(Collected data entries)
┄┄┄┄┄┄┄┄┄┄
use crate::context::{
    GraphicsContext, InstancedArrays,
    BufferId, TextureId, ShaderId, ProgramId, FramebufferId, UniformLocation,
    GlGeneration, ShaderStage, BufferTarget, BufferUsage, ScalarType, Topology,
    TextureParameter,
};
use crate::error::{Error, Result};
use crate::format::{InternalFormat, PixelType, TransferFormat};

// ============================================================================
// Recorded calls
// ============================================================================

#[derive(Debug, Clone, PartialEq)]
pub enum GlCall {
    CreateBuffer(BufferId),
    BindBuffer(BufferTarget, Option<BufferId>),
    BufferData { target: BufferTarget, len: usize, usage: BufferUsage },
    DeleteBuffer(BufferId),
    EnableVertexAttribArray(u32),
    VertexAttribPointer {
        location: u32,
        size: i32,
        scalar_type: ScalarType,
        normalized: bool,
        stride: i32,
        offset: i32,
    },
    VertexAttribDivisor { location: u32, divisor: u32, extension: bool },
    CreateTexture(TextureId),
    ActiveTexture(u32),
    BindTexture(Option<TextureId>),
    TexParameter(TextureParameter),
    PixelUnpackAlignment(i32),
    TexImage2D {
        internal_format: InternalFormat,
        width: i32,
        height: i32,
        format: TransferFormat,
        data_type: PixelType,
        pixel_bytes: Option<usize>,
    },
    DeleteTexture(TextureId),
    CreateShader(ShaderStage, ShaderId),
    ShaderSource(ShaderId, String),
    CompileShader(ShaderId),
    DeleteShader(ShaderId),
    CreateProgram(ProgramId),
    AttachShader(ProgramId, ShaderId),
    LinkProgram(ProgramId),
    UseProgram(Option<ProgramId>),
    DeleteProgram(ProgramId),
    Uniform1i(UniformLocation, i32),
    Uniform1f(UniformLocation, f32),
    UniformFloats { location: UniformLocation, components: usize, values: Vec<f32> },
    UniformMatrix4 { location: UniformLocation, transpose: bool, values: Vec<f32> },
    DrawArrays { topology: Topology, first: i32, count: i32 },
    DrawElements { topology: Topology, count: i32, index_type: ScalarType, offset: i32 },
    DrawArraysInstanced {
        topology: Topology,
        first: i32,
        count: i32,
        instance_count: i32,
        extension: bool,
    },
    DrawElementsInstanced {
        topology: Topology,
        count: i32,
        index_type: ScalarType,
        offset: i32,
        instance_count: i32,
        extension: bool,
    },
    CreateFramebuffer(FramebufferId),
    BindFramebuffer(Option<FramebufferId>),
    FramebufferTexture2D(Option<TextureId>),
    DeleteFramebuffer(FramebufferId),
    Viewport(i32, i32, i32, i32),
    ClearColor([f32; 4]),
}

// ============================================================================
// Mock state
// ============================================================================

#[derive(Default)]
struct MockProgram {
    attrib_locations: FxHashMap<String, u32>,
    uniform_locations: FxHashMap<String, UniformLocation>,
}

#[derive(Default)]
pub struct MockState {
    pub calls: Vec<GlCall>,
    pub instancing_queries: u32,
    buffers: SlotMap<BufferId, ()>,
    textures: SlotMap<TextureId, ()>,
    shaders: SlotMap<ShaderId, ShaderStage>,
    programs: SlotMap<ProgramId, MockProgram>,
    framebuffers: SlotMap<FramebufferId, ()>,
    uniform_locations: SlotMap<UniformLocation, String>,
}

// ============================================================================
// Mock InstancedArrays
// ============================================================================

pub struct MockInstancing {
    state: Rc<RefCell<MockState>>,
    extension: bool,
}

impl InstancedArrays for MockInstancing {
    fn vertex_attrib_divisor(&self, location: u32, divisor: u32) {
        self.state.borrow_mut().calls.push(GlCall::VertexAttribDivisor {
            location,
            divisor,
            extension: self.extension,
        });
    }

    fn draw_arrays_instanced(&self, topology: Topology, first: i32, count: i32, instance_count: i32) {
        self.state.borrow_mut().calls.push(GlCall::DrawArraysInstanced {
            topology,
            first,
            count,
            instance_count,
            extension: self.extension,
        });
    }

    fn draw_elements_instanced(
        &self,
        topology: Topology,
        count: i32,
        index_type: ScalarType,
        offset: i32,
        instance_count: i32,
    ) {
        self.state.borrow_mut().calls.push(GlCall::DrawElementsInstanced {
            topology,
            count,
            index_type,
            offset,
            instance_count,
            extension: self.extension,
        });
    }
}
┄┄┄┄┄┄┄┄┄┄
▶ [TASK DIRECTIONS]
Only the lines with "usize" are needed; find them in the records and copy each one.

▶ [RESPONSE TO THIS EXERCISE]
    BufferData { target: BufferTarget, len: usize, usage: BufferUsage },
        pixel_bytes: Option<usize>,
    UniformFloats { location: UniformLocation, components: usize, values: Vec<f32> },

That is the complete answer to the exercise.